▶ [Task item]: A complete answer lists every line of the material where the string "crate" occurs.

▶ [Material to process]:
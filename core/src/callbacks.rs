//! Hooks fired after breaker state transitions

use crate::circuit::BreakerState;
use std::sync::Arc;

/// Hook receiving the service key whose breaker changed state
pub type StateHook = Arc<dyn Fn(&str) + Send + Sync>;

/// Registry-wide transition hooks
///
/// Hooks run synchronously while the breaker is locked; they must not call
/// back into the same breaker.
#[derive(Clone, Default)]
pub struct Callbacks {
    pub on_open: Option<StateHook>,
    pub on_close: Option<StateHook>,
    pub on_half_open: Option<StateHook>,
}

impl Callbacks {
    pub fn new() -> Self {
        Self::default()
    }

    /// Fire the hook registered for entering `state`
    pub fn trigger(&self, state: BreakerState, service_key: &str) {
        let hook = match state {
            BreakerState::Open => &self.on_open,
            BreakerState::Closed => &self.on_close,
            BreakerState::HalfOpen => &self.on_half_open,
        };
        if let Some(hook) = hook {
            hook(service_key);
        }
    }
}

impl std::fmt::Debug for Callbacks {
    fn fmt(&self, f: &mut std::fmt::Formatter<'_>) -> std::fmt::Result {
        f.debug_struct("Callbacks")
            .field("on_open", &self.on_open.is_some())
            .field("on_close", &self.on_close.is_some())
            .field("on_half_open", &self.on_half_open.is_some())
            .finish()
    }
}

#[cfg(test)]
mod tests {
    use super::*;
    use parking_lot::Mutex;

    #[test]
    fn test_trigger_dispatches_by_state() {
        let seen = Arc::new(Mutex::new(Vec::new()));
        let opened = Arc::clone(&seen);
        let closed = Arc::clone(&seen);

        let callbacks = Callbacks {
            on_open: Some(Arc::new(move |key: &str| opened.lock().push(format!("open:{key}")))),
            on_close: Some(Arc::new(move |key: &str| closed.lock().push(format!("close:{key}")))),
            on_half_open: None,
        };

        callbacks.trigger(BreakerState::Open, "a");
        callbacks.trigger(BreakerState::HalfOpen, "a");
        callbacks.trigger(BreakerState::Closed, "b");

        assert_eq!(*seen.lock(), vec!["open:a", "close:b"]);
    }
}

==

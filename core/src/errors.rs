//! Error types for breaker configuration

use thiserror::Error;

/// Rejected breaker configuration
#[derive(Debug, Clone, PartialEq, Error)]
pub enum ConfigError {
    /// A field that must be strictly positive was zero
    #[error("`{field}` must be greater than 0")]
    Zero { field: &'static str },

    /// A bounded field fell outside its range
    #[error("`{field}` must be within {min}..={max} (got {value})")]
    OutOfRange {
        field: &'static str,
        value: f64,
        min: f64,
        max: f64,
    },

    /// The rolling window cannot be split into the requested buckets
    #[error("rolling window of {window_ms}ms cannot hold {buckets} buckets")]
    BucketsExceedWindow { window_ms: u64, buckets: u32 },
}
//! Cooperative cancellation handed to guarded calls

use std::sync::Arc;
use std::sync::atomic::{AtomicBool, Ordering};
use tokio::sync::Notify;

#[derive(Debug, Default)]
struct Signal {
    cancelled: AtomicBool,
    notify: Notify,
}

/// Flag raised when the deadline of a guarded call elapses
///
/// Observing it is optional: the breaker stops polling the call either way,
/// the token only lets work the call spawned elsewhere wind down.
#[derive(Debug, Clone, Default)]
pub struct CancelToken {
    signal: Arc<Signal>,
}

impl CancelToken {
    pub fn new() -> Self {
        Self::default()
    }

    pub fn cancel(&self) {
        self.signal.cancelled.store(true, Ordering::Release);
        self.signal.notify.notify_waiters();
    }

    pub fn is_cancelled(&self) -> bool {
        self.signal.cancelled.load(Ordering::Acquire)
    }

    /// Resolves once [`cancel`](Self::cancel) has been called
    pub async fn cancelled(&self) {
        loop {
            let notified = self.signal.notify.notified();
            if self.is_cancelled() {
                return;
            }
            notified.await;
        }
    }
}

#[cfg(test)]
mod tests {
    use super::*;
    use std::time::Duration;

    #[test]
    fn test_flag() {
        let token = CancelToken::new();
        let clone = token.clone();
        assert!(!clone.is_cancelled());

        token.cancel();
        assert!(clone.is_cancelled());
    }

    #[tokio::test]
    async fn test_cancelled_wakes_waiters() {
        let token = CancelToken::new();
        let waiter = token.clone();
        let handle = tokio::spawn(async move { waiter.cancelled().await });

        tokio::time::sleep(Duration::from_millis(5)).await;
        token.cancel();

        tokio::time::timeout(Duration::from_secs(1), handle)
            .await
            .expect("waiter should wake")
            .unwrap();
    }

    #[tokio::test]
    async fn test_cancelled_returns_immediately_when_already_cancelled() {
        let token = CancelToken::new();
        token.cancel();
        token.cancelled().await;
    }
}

--

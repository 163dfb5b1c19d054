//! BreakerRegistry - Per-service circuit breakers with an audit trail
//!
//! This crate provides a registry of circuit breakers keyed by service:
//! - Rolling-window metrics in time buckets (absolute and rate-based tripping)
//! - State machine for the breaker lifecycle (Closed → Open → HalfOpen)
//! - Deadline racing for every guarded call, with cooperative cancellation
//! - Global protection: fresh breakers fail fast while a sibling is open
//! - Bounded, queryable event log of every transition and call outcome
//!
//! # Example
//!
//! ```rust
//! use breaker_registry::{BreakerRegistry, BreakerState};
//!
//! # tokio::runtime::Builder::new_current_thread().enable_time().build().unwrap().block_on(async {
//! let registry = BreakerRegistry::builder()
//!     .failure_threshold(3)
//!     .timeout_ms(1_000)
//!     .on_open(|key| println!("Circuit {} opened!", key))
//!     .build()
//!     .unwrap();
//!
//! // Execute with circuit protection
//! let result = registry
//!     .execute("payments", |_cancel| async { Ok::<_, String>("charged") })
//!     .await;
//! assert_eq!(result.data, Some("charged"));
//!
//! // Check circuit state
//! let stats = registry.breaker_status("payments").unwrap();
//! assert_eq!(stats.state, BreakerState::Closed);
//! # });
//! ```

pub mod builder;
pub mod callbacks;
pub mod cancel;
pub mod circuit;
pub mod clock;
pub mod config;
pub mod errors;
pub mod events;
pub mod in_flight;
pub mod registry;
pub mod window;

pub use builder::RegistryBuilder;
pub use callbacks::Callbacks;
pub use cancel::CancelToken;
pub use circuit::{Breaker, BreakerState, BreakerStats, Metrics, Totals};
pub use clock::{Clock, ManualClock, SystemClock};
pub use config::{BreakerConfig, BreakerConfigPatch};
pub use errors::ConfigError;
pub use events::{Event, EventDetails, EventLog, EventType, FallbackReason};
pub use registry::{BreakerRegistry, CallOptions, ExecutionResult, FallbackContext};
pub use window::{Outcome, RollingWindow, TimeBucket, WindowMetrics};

▶ [Exercise result]:
use crate::circuit::BreakerState;
//! This crate provides a registry of circuit breakers keyed by service:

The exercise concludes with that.